Thanks, Kevin - great info!

REPLY
@jeffmarc

The patch trial was completed. I’ve already seen a descriptive report of the results in PCa Commentary volume 195 November 2024. The final report Is supposed to be released at the next UK conference. An estradiol patch is just as successful as ADT in suppressing testosterone, but had some positive results. It did reduce brain fog.

If you have BRCA2 it cannot be used, estrogen can cause breast cancer.

Here are some of the results

At 3 years metastasis-free survival was the same for both agents ~86 to 87%. Overall survival
was similar over 14 years of follow-up.
- The adverse effects profile favored tE2, reducing hot flushes from 89% (Lupron) to 44% (tE2).
At 2 years bone mineral density improved by 7.9% ( tE2) vs. a -3% worsening for Lupron. This
change occurred rapidly over the first year. tE2 provided an improved quality of life.
- Cardiovascular adverse effects (heart failure, angina and myocardial infarction and
thromboembolic strokes) were similar, about 7-10% . However, gynecomastia developed in
85% (tE2) vs. 44% (Lupron). Prophylactic low-dose radiation to breast tissue lessens this
development.
- Dr. Langley concluded: “Transdermal estrogen provides choice about expected side effects
and route of administration allowing personalized treatment plans. Transdermal estradiol
should be a standard-of-care ADT option in M0 disease.”
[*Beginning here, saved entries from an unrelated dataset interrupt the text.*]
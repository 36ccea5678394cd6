#![no_main]
use libfuzzer_sys::fuzz_target;

// Pin names come from the config file, command names from the host console.
fuzz_target!(|data: &str| {
    let _ = data.parse::<fwidth_hardware::AdcPin>();
    if let Ok(cmd) = data.parse::<fwidth_core::Command>() {
        assert_eq!(cmd.name().parse::<fwidth_core::Command>().ok(), Some(cmd));
    }
});
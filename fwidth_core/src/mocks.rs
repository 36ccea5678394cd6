//! Test and helper doubles for fwidth_core

use std::sync::Arc;
use std::sync::atomic::{AtomicU64, Ordering};

type BoxError = Box<dyn std::error::Error + Send + Sync>;

/// Toolhead whose extruder position is set by hand. Clones share the position.
#[derive(Debug, Clone, Default)]
pub struct ManualToolhead {
    bits: Arc<AtomicU64>,
}

impl ManualToolhead {
    pub fn new(position_mm: f64) -> Self {
        let t = Self::default();
        t.set(position_mm);
        t
    }

    pub fn set(&self, position_mm: f64) {
        self.bits.store(position_mm.to_bits(), Ordering::Relaxed);
    }

    pub fn advance(&self, mm: f64) {
        self.set(self.get() + mm);
    }

    pub fn get(&self) -> f64 {
        f64::from_bits(self.bits.load(Ordering::Relaxed))
    }
}

impl fwidth_traits::Toolhead for ManualToolhead {
    fn extruder_position(&mut self) -> Result<f64, BoxError> {
        Ok(self.get())
    }
}

/// A toolhead that always errors; the host never answers.
pub struct FailingToolhead;

impl fwidth_traits::Toolhead for FailingToolhead {
    fn extruder_position(&mut self) -> Result<f64, BoxError> {
        Err(Box::new(std::io::Error::other("toolhead unavailable")))
    }
}

/// A scaler that rejects every directive.
pub struct FailingScaler;

impl fwidth_traits::ExtrusionScaler for FailingScaler {
    fn set_extrude_factor(&mut self, _percent: u32) -> Result<(), BoxError> {
        Err(Box::new(std::io::Error::other("gcode queue closed")))
    }
}
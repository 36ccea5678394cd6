//! Enabled/disabled state of the compensator.
//!
//! The state machine only records the transition; the controller applies the
//! side effects (timer, queue, neutral multiplier) based on the outcome.

#[derive(Debug, Clone, Copy, PartialEq, Eq, Default)]
pub enum ActivationState {
    #[default]
    Active,
    Inactive,
}

/// Outcome of a requested transition.
#[derive(Debug, Clone, Copy, PartialEq, Eq)]
pub enum Transition {
    Changed,
    /// Already in the requested state; nothing to do.
    Unchanged,
}

impl ActivationState {
    pub fn is_active(self) -> bool {
        matches!(self, ActivationState::Active)
    }

    pub fn enable(&mut self) -> Transition {
        match self {
            ActivationState::Active => Transition::Unchanged,
            ActivationState::Inactive => {
                *self = ActivationState::Active;
                Transition::Changed
            }
        }
    }

    pub fn disable(&mut self) -> Transition {
        match self {
            ActivationState::Inactive => Transition::Unchanged,
            ActivationState::Active => {
                *self = ActivationState::Inactive;
                Transition::Changed
            }
        }
    }
}
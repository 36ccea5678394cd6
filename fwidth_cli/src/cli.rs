//! CLI argument definitions and shared statics.

use clap::{ArgAction, Parser, Subcommand};
use std::path::PathBuf;
use std::sync::OnceLock;

pub static FILE_GUARD: OnceLock<tracing_appender::non_blocking::WorkerGuard> = OnceLock::new();
/// Whether the user asked for JSON output (controls structured error output).
pub static JSON_MODE: OnceLock<bool> = OnceLock::new();

#[derive(Parser, Debug)]
#[command(name = "fwidth", version, about = "Filament width sensor CLI")]
pub struct Cli {
    /// Path to config TOML (typed)
    #[arg(long, value_name = "FILE", default_value = "etc/fwidth.toml")]
    pub config: PathBuf,

    /// Optional calibration CSV (strict header), used when the config has no [calibration]
    #[arg(long, value_name = "FILE")]
    pub calibration: Option<PathBuf>,

    /// Log as JSON lines and print machine-readable results
    #[arg(long, action = ArgAction::SetTrue)]
    pub json: bool,

    /// Console log level (error|warn|info|debug|trace)
    #[arg(long = "log-level", value_name = "LEVEL", default_value = "info")]
    pub log_level: String,

    /// Command to execute
    #[command(subcommand)]
    pub cmd: Commands,
}

#[derive(Subcommand, Debug)]
pub enum Commands {
    /// Run the compensator against the configured sensors until Ctrl-C or --duration-ms
    Run {
        /// Stop after this many milliseconds
        #[arg(long, value_name = "MS")]
        duration_ms: Option<u64>,
        /// Host command to send once the loop is up (repeatable), e.g. DISABLE_FILAMENT_WIDTH_SENSOR
        #[arg(long = "send", value_name = "COMMAND")]
        send: Vec<String>,
    },
    /// Execute one host command against a freshly built sensor
    Command {
        /// Command name (case-insensitive), e.g. QUERY_FILAMENT_WIDTH
        name: String,
        /// Raw ADC reading to feed before the command
        #[arg(long, value_name = "RAW")]
        reading: Option<f32>,
    },
    /// Fit a linear calibration from a `reading,diameter` CSV and print the [calibration] block
    Calibrate {
        #[arg(long, value_name = "FILE")]
        csv: PathBuf,
    },
    /// Quick configuration and device check
    SelfCheck,
    /// Health check for operational monitoring
    Health,
}
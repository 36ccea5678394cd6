//! Extrusion multiplier arithmetic.
//!
//! Flow scales with cross-sectional area, so a strand of diameter `d`
//! instead of `nominal` needs `(nominal / d)^2` of the commanded length to
//! deliver the same volume.

/// Multiplier that leaves commanded extrusion untouched.
pub const NEUTRAL_PERCENT: u32 = 100;

/// `round((nominal / diameter)^2 * 100)`, rounding half away from zero.
/// Degenerate inputs (non-positive or non-finite) give the neutral multiplier.
#[inline]
pub fn extrusion_percent(nominal_mm: f64, diameter_mm: f64) -> u32 {
    if !(diameter_mm.is_finite() && diameter_mm > 0.0 && nominal_mm.is_finite() && nominal_mm > 0.0)
    {
        return NEUTRAL_PERCENT;
    }
    let ratio = nominal_mm / diameter_mm;
    let pct = (ratio * ratio * 100.0).round();
    if pct >= u32::MAX as f64 {
        u32::MAX
    } else {
        pct as u32
    }
}
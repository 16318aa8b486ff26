//! Common utilities shared across CLI commands.

use image::{DynamicImage, RgbaImage};
use serde::Serialize;
use tiny_skia::Pixmap;

use perfora::{
    apply_change, Bounds, Field, Mode, Params, Pattern, SceneOptions, SolverState, Summary,
    PREVIEW_SIZE_MM,
};

use super::preset;

/// Output format for rendered scenes.
#[derive(Clone, Copy, PartialEq)]
pub enum OutputFormat {
    Svg,
    Json,
    Png,
}

impl OutputFormat {
    pub fn from_name(name: &str) -> Option<Self> {
        match name.to_lowercase().as_str() {
            "svg" => Some(OutputFormat::Svg),
            "json" => Some(OutputFormat::Json),
            "png" => Some(OutputFormat::Png),
            _ => None,
        }
    }
}

/// Parameter flags accepted by `render`, `solve` and `share`.
///
/// Later flags override earlier ones, so `--share` or `--preset` make a
/// good base with individual overrides after them.
pub struct ParamArgs {
    pub params: Params,
    pub grid_locked: bool,
    pub wave: bool,
}

impl Default for ParamArgs {
    fn default() -> Self {
        Self {
            params: Params::default(),
            grid_locked: false,
            wave: true,
        }
    }
}

/// Try to consume one parameter flag at `args[i]`.
///
/// Returns the number of items consumed; 0 means the flag belongs to the
/// calling command. Bad values on explicit flags are command-line misuse
/// and exit with a message, unlike data inputs which fall back silently.
pub fn take_param_flag(out: &mut ParamArgs, args: &[String], i: usize) -> usize {
    let value = args.get(i + 1).map(String::as_str);
    match args[i].as_str() {
        "-d" | "--diameter" => {
            if let Some(v) = parse_num(value) {
                out.params.d = v;
            }
            2
        }
        "-x" | "--pitch-x" => {
            if let Some(v) = parse_num(value) {
                out.params.x = v;
            }
            2
        }
        "-y" | "--pitch-y" => {
            if let Some(v) = parse_num(value) {
                out.params.y = v;
            }
            2
        }
        "-t" | "--of" => {
            if let Some(v) = parse_num(value) {
                out.params.of_target = v;
            }
            2
        }
        "--rows" => {
            if let Some(v) = parse_count(value) {
                out.params.rows = v;
                out.grid_locked = true;
            }
            2
        }
        "--cols" => {
            if let Some(v) = parse_count(value) {
                out.params.cols = v;
                out.grid_locked = true;
            }
            2
        }
        "--pattern" => {
            let name = value.unwrap_or("");
            out.params.pattern = Pattern::from_name(name).unwrap_or_else(|| {
                eprintln!("Unknown pattern: {}. Use 'patterns' to list them.", name);
                std::process::exit(1);
            });
            2
        }
        "--mode" => {
            let name = value.unwrap_or("");
            out.params.mode = Mode::from_name(name).unwrap_or_else(|| {
                eprintln!("Unknown mode: {}. Use 'modes' to list them.", name);
                std::process::exit(1);
            });
            2
        }
        "--share" => {
            let raw = value.unwrap_or("");
            match perfora::decode_share(raw, &Bounds::default()) {
                Some(shared) => {
                    out.params = shared.params;
                    out.grid_locked = shared.grid_locked;
                }
                None => {
                    eprintln!("Share string holds nothing recognizable: {}", raw);
                    std::process::exit(1);
                }
            }
            2
        }
        "--preset" => {
            let path = value.unwrap_or("");
            match preset::load_preset(path) {
                Ok(loaded) => {
                    if let Err(e) = loaded.apply(out) {
                        eprintln!("Bad preset {}: {}", path, e);
                        std::process::exit(1);
                    }
                }
                Err(e) => {
                    eprintln!("Failed to load preset {}: {}", path, e);
                    std::process::exit(1);
                }
            }
            2
        }
        "--grid" => {
            out.params.show_grid = true;
            1
        }
        "--no-wave" => {
            out.wave = false;
            1
        }
        "--wave" => {
            out.wave = true;
            1
        }
        _ => 0,
    }
}

fn parse_num(value: Option<&str>) -> Option<f64> {
    value
        .and_then(|v| v.parse::<f64>().ok())
        .filter(|v| v.is_finite())
}

fn parse_count(value: Option<&str>) -> Option<u32> {
    value.and_then(|v| v.parse::<u32>().ok()).map(|v| v.max(1))
}

/// Parse a change-hint field name for `solve --changed`.
pub fn field_from_name(name: &str) -> Option<Field> {
    match name.to_lowercase().as_str() {
        "mode" => Some(Field::Mode),
        "of" | "oftarget" | "t" => Some(Field::OfTarget),
        "d" | "diameter" => Some(Field::D),
        "x" => Some(Field::X),
        "y" => Some(Field::Y),
        "pattern" => Some(Field::Pattern),
        "grid" => Some(Field::Grid),
        _ => None,
    }
}

/// Run the initial-load solve: sanitize, solve for the active mode and
/// derive the row/column counts unless they are pinned.
pub fn finalize(args: &ParamArgs) -> (Params, SolverState) {
    let bounds = Bounds::default();
    let state = SolverState {
        step_auto: true,
        grid_locked: args.grid_locked,
    };
    apply_change(&args.params, state, None, &bounds, PREVIEW_SIZE_MM)
}

/// Scene options with the wave toggle applied.
pub fn scene_options(wave: bool) -> SceneOptions {
    SceneOptions {
        wave,
        ..SceneOptions::default()
    }
}

/// Render an SVG document to an RGBA image using resvg.
pub fn rasterize_svg(svg: &str, width: u32, height: u32) -> Option<DynamicImage> {
    let options = usvg::Options::default();
    let tree = usvg::Tree::from_str(svg, &options).ok()?;
    let mut pixmap = Pixmap::new(width, height)?;
    pixmap.fill(tiny_skia::Color::WHITE);
    resvg::render(&tree, tiny_skia::Transform::default(), &mut pixmap.as_mut());
    let rgba = RgbaImage::from_raw(width, height, pixmap.take())?;
    Some(DynamicImage::ImageRgba8(rgba))
}

/// Summary readouts in JSON form, shared by `render` and `solve`.
#[derive(Serialize)]
pub struct JsonSummary {
    pub of_percent: f64,
    pub hole_area_mm2: f64,
    pub cell_area_mm2: f64,
    pub ratio_dx: f64,
    pub ratio_dy: f64,
    pub coverage_w_mm: f64,
    pub coverage_h_mm: f64,
    pub collision: bool,
}

impl JsonSummary {
    pub fn from_summary(summary: &Summary) -> Self {
        Self {
            of_percent: summary.of.percent,
            hole_area_mm2: summary.hole_area_mm2,
            cell_area_mm2: summary.cell_area_mm2,
            ratio_dx: summary.ratio_dx,
            ratio_dy: summary.ratio_dy,
            coverage_w_mm: summary.coverage_w_mm,
            coverage_h_mm: summary.coverage_h_mm,
            collision: summary.collision,
        }
    }
}

/// Parameter record in JSON form.
#[derive(Serialize)]
pub struct JsonParams {
    pub d: f64,
    pub x: f64,
    pub y: f64,
    pub rows: u32,
    pub cols: u32,
    pub show_grid: bool,
    pub pattern: &'static str,
    pub mode: &'static str,
    pub of_target: f64,
}

impl JsonParams {
    pub fn from_params(params: &Params) -> Self {
        Self {
            d: params.d,
            x: params.x,
            y: params.y,
            rows: params.rows,
            cols: params.cols,
            show_grid: params.show_grid,
            pattern: params.pattern.name(),
            mode: params.mode.name(),
            of_target: params.of_target,
        }
    }
}
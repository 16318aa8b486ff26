//! Integration tests for perfora CLI commands.
//!
//! These tests run the actual binary and verify end-to-end behavior.

use std::process::Command;

fn binary() -> Command {
    Command::new(env!("CARGO_BIN_EXE_perfora"))
}

#[test]
fn patterns_command_lists_patterns() {
    let output = binary()
        .arg("patterns")
        .output()
        .expect("Failed to execute command");

    let stdout = String::from_utf8_lossy(&output.stdout);
    assert!(stdout.contains("grid"), "Should list 'grid' pattern");
    assert!(stdout.contains("staggered"), "Should list 'staggered' pattern");
}

#[test]
fn modes_command_lists_modes() {
    let output = binary()
        .arg("modes")
        .output()
        .expect("Failed to execute command");

    let stdout = String::from_utf8_lossy(&output.stdout);
    assert!(stdout.contains("of"));
    assert!(stdout.contains("step"));
    assert!(stdout.contains("diameter"));
}

#[test]
fn render_produces_svg() {
    let output = binary()
        .args([
            "render", "-d", "0.5", "-x", "5", "-y", "5", "--pattern", "grid", "--mode", "of",
        ])
        .output()
        .expect("Failed to execute command");

    let stdout = String::from_utf8_lossy(&output.stdout);
    assert!(output.status.success());
    assert!(stdout.contains("<svg"), "Should have SVG element");
    assert!(stdout.contains("<circle"), "Should have circle elements");
    assert!(stdout.contains("previewWaveClip"), "Should clip behind the wave");
    assert!(stdout.contains("</svg>"), "Should close SVG element");
}

#[test]
fn render_without_wave_has_no_clip() {
    let output = binary()
        .args(["render", "--no-wave"])
        .output()
        .expect("Failed to execute command");

    let stdout = String::from_utf8_lossy(&output.stdout);
    assert!(output.status.success());
    assert!(!stdout.contains("clip-path"));
    assert!(stdout.contains("preview-rect"));
}

#[test]
fn render_produces_json() {
    let output = binary()
        .args(["render", "-f", "json", "--grid"])
        .output()
        .expect("Failed to execute command");

    let stdout = String::from_utf8_lossy(&output.stdout);
    assert!(output.status.success());
    assert!(stdout.contains("\"holes\""));
    assert!(stdout.contains("\"grid_lines\""));
    assert!(stdout.contains("\"wave_path\""));
    assert!(stdout.contains("\"of_percent\""));
}

#[test]
fn solve_diameter_mode_derives_diameter() {
    // x=y=5 grid with a 10% target: d = sqrt(4*25*0.10/pi) ~= 1.78 mm
    let output = binary()
        .args([
            "solve", "--mode", "diameter", "-x", "5", "-y", "5", "--pattern", "grid", "-t", "10",
        ])
        .output()
        .expect("Failed to execute command");

    let stdout = String::from_utf8_lossy(&output.stdout);
    assert!(output.status.success());
    assert!(stdout.contains("1.78"), "Expected derived diameter in: {}", stdout);
}

#[test]
fn solve_json_reports_state() {
    let output = binary()
        .args(["solve", "--json", "--rows", "4", "--cols", "6"])
        .output()
        .expect("Failed to execute command");

    let stdout = String::from_utf8_lossy(&output.stdout);
    assert!(output.status.success());
    assert!(stdout.contains("\"grid_locked\": true"));
    assert!(stdout.contains("\"rows\": 4"));
    assert!(stdout.contains("\"cols\": 6"));
}

#[test]
fn share_round_trips_through_decode() {
    let output = binary()
        .args(["share", "-d", "0.5", "-x", "5", "-y", "5", "--pattern", "grid"])
        .output()
        .expect("Failed to execute command");

    let encoded = String::from_utf8_lossy(&output.stdout).trim().to_string();
    assert!(output.status.success());
    assert!(encoded.starts_with("d=0.50&x=5.00&y=5.00"), "got: {}", encoded);
    assert!(encoded.contains("pattern=grid"));

    let output = binary()
        .args(["share", "--decode", &encoded])
        .output()
        .expect("Failed to execute command");
    let stdout = String::from_utf8_lossy(&output.stdout);
    assert!(output.status.success());
    assert!(stdout.contains("pattern:     grid"));
}

#[test]
fn bogus_share_string_fails() {
    let output = binary()
        .args(["share", "--decode", "foo=bar"])
        .output()
        .expect("Failed to execute command");
    assert!(!output.status.success());
}

#[test]
fn preset_prints_example() {
    let output = binary()
        .arg("preset")
        .output()
        .expect("Failed to execute command");

    let stdout = String::from_utf8_lossy(&output.stdout);
    assert!(output.status.success());
    assert!(stdout.contains("pattern: staggered"));
    // The example must itself be a loadable preset.
    assert!(stdout.contains("d:"));
}

#[test]
fn unknown_command_exits_nonzero() {
    let output = binary()
        .arg("frobnicate")
        .output()
        .expect("Failed to execute command");
    assert!(!output.status.success());
}
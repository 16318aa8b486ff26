//! Solve command implementation.
//!
//! Runs the solver once, exactly as the interactive preview would on a
//! field edit, and prints the resulting consistent parameter set.

use serde::Serialize;

use perfora::{apply_change, summarize, Bounds, Field, Params, SolverState, PREVIEW_SIZE_MM};

use super::common::{self, JsonParams, JsonSummary, ParamArgs};

#[derive(Serialize)]
struct JsonSolve {
    params: JsonParams,
    step_auto: bool,
    grid_locked: bool,
    summary: JsonSummary,
}

/// Execute the solve command.
pub fn cmd_solve(args: &[String]) {
    let mut flags = ParamArgs::default();
    let mut changed: Option<Field> = None;
    let mut json_output = false;

    let mut i = 0;
    while i < args.len() {
        let taken = common::take_param_flag(&mut flags, args, i);
        if taken > 0 {
            i += taken;
            continue;
        }
        match args[i].as_str() {
            "--changed" => {
                i += 1;
                if i < args.len() {
                    changed = Some(common::field_from_name(&args[i]).unwrap_or_else(|| {
                        eprintln!("Unknown field: {}. Use mode/of/d/x/y/pattern/grid.", args[i]);
                        std::process::exit(1);
                    }));
                }
            }
            "--json" => json_output = true,
            other => {
                eprintln!("Unknown option: {}", other);
                std::process::exit(1);
            }
        }
        i += 1;
    }

    let bounds = Bounds::default();
    let state = SolverState {
        step_auto: true,
        grid_locked: flags.grid_locked,
    };
    let (params, state) = apply_change(&flags.params, state, changed, &bounds, PREVIEW_SIZE_MM);

    if json_output {
        let output = JsonSolve {
            params: JsonParams::from_params(&params),
            step_auto: state.step_auto,
            grid_locked: state.grid_locked,
            summary: JsonSummary::from_summary(&summarize(&params)),
        };
        println!(
            "{}",
            serde_json::to_string_pretty(&output).expect("Failed to serialize JSON")
        );
    } else {
        print_params(&params, state, flags.wave);
    }
}

/// Print a solved parameter set plus its readouts as an aligned table.
pub fn print_params(params: &Params, state: SolverState, wave: bool) {
    let summary = summarize(params);
    println!("mode:        {}", params.mode.name());
    println!("             {}", params.mode.help(state.step_auto));
    println!("pattern:     {}", params.pattern.name());
    println!("d:           {:.2} mm", params.d);
    println!("x / y:       {:.2} / {:.2} mm", params.x, params.y);
    println!(
        "rows x cols: {} x {}{}",
        params.rows,
        params.cols,
        if state.grid_locked { " (pinned)" } else { "" }
    );
    println!("OF:          {:.2} %", summary.of.percent);
    println!(
        "hole area:   {:.4} mm2   cell area: {:.4} mm2",
        summary.hole_area_mm2, summary.cell_area_mm2
    );
    println!(
        "d/x:         {:.2}   d/y: {:.2}",
        summary.ratio_dx, summary.ratio_dy
    );
    println!(
        "coverage:    {:.1} x {:.1} mm",
        summary.coverage_w_mm, summary.coverage_h_mm
    );
    println!(
        "grid lines:  {}   wave border: {}",
        if params.show_grid { "on" } else { "off" },
        if wave { "on" } else { "off" }
    );
    if summary.collision {
        println!("WARNING: d >= min(x, row step) - holes overlap or touch.");
    } else {
        println!("geometry ok: no collision.");
    }
}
Richard Wassersug PhD, Who wrote the book Androgen Deprivation Therapy has been on estradiol patches and Now estradiol gel for a couple years. He’s given talks over at Ancan.org On the use of the estradiol patch. Here’s the link to one of the webinars
https://ancan.org/talking-estradiol-e2-for-recurrent-and-advanced-prostate-cancer/

Jump to this post

Great info, jeffmarc; I asked about the PATCH trial because my friend has non alcoholic liver cirrhosis but needs ADT. His drs are concerned that Orgovyx could really damage his liver further.
However, the estradiol in the patch is absorbed initially thru the skin and doesn’t do what is called a “first pass” through the liver, thus sparing the enzyme flares that are so common.
And Kevin, I am sure his RO is gonna also give him “the look” when he mentions it!😳

REPLY
@heavyphil

Great info, jeffmarc; I asked about the PATCH trial because my friend has non alcoholic liver cirrhosis but needs ADT. His drs are concerned that Orgovyx could really damage his liver further.
However, the estradiol in the patch is absorbed initially thru the skin and doesn’t do what is called a “first pass” through the liver, thus sparing the enzyme flares that are so common.
And Kevin, I am sure his RO is gonna also give him “the look” when he mentions it!😳

Jump to this post

Haha If you go to an RO enough you will end up with radiation. An SO, more than likely surgery. Ortho Surgeon, Knee Surgery as he stated.